EXERCISE GOAL ->
Your task is to filter the entries and copy every line containing the string "BTreeMap".

INFORMATION SUPPLIED ->
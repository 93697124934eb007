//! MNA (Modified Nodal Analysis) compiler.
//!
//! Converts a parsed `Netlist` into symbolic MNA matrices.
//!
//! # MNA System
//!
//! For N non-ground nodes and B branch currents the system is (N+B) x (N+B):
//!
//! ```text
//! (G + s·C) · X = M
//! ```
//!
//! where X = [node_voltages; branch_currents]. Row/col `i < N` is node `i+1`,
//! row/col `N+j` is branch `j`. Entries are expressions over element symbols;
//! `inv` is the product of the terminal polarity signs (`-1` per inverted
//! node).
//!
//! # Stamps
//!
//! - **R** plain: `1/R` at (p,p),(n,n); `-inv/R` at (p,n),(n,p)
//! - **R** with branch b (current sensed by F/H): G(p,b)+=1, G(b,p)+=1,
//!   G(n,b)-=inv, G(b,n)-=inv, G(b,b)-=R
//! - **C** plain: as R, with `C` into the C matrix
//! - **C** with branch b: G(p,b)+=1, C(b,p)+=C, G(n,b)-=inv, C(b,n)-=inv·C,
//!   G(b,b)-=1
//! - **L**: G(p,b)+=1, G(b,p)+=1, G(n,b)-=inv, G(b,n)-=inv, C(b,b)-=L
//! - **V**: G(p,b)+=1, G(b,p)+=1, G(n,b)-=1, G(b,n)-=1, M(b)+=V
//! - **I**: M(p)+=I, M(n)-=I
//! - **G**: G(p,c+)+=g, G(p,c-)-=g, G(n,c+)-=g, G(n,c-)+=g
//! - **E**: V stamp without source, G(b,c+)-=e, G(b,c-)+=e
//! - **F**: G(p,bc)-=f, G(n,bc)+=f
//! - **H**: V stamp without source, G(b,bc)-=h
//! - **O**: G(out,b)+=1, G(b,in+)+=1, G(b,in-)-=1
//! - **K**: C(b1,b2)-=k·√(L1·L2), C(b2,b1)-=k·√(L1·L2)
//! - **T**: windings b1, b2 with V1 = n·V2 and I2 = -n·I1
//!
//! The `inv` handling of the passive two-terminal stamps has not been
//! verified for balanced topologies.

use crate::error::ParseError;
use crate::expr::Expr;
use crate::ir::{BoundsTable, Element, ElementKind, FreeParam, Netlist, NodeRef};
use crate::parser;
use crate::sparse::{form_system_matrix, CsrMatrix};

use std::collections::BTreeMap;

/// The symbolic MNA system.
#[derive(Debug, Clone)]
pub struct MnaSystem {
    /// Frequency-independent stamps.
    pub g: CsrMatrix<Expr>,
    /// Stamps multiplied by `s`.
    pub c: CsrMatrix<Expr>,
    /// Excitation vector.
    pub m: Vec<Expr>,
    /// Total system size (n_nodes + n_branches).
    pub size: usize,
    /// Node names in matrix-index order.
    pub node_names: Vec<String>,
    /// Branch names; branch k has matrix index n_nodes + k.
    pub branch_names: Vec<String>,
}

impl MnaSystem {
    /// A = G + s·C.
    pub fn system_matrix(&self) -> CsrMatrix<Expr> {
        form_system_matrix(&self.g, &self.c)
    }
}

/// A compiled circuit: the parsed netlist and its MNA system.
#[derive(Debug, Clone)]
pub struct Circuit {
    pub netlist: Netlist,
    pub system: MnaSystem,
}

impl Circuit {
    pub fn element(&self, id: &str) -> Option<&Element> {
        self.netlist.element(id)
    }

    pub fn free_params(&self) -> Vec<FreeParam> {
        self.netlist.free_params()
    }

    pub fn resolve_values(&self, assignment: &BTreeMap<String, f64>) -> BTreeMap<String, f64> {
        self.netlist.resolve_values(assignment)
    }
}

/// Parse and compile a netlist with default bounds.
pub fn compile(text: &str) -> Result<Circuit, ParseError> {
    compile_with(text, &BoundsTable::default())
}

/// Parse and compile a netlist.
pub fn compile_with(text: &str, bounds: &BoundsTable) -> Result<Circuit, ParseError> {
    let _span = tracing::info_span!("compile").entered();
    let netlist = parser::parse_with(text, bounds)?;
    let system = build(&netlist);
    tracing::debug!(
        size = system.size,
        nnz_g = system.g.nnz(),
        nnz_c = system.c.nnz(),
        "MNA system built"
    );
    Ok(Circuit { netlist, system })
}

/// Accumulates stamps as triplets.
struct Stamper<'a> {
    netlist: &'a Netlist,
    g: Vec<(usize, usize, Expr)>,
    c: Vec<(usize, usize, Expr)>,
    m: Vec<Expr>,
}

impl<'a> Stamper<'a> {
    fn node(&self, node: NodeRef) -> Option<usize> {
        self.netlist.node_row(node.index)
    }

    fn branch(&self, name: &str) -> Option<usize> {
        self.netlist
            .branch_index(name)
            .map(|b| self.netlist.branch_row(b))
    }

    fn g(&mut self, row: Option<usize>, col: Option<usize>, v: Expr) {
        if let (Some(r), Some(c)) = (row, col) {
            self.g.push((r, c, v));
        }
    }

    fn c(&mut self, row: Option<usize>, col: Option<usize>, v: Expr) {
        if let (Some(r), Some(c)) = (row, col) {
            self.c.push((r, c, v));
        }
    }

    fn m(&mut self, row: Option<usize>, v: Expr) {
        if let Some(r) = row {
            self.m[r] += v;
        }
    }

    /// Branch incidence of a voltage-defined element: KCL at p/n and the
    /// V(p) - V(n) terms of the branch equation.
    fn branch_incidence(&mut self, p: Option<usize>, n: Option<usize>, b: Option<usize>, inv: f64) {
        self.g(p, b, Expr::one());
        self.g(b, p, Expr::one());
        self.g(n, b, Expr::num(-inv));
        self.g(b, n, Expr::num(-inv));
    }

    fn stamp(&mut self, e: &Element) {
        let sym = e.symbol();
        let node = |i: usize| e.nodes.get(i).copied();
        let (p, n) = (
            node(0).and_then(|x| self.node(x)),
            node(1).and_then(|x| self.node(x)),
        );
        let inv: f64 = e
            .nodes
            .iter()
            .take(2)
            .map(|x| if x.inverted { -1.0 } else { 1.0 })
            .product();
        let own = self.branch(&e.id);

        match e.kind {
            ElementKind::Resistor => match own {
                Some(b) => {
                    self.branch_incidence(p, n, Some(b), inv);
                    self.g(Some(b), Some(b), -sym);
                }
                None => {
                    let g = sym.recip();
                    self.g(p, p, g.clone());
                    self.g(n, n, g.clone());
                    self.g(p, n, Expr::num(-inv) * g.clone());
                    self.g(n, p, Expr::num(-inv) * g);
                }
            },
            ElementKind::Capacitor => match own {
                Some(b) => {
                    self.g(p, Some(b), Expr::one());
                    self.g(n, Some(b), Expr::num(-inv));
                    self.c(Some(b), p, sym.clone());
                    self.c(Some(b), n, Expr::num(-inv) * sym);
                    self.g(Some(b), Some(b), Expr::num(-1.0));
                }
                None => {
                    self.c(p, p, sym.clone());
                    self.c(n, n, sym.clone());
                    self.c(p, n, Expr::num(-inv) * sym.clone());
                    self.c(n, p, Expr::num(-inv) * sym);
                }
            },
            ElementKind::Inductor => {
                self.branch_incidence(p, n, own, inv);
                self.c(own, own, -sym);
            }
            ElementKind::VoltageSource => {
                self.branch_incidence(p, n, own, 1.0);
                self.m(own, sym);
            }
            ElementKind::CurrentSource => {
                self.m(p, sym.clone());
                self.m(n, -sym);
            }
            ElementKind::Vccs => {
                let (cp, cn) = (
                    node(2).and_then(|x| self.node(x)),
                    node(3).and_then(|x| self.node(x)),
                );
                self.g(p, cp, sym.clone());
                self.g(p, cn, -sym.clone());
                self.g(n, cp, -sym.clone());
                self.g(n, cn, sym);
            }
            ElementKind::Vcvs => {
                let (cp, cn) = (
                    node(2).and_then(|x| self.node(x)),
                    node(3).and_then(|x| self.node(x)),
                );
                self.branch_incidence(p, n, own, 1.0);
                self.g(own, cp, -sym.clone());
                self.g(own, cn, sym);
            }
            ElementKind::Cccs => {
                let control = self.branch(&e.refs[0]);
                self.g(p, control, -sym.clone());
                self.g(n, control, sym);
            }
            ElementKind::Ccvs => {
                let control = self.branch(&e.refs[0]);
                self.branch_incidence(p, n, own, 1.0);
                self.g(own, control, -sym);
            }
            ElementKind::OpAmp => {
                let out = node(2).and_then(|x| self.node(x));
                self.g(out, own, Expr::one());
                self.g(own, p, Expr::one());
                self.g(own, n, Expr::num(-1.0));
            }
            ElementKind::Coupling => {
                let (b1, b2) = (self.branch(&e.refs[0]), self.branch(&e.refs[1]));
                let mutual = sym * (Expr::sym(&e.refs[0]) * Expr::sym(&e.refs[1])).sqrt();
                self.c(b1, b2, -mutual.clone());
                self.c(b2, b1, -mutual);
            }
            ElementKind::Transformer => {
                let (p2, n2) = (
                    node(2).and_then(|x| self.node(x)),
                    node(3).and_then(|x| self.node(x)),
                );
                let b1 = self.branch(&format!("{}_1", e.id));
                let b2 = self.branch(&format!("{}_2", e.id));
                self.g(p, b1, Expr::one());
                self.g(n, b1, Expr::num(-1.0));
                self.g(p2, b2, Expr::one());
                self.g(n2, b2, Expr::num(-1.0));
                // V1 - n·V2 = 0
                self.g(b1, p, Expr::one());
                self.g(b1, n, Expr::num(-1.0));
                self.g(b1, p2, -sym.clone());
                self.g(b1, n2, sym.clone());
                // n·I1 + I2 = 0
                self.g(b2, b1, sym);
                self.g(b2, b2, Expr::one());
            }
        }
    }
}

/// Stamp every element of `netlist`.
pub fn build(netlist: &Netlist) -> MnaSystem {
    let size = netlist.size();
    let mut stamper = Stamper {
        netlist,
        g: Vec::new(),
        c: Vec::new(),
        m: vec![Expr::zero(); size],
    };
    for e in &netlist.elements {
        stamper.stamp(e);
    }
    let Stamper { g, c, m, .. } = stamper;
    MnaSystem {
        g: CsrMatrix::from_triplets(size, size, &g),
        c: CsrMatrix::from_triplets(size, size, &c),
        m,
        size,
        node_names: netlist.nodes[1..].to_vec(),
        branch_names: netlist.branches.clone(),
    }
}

SOLUTION ->
use std::collections::BTreeMap;
    pub fn resolve_values(&self, assignment: &BTreeMap<String, f64>) -> BTreeMap<String, f64> {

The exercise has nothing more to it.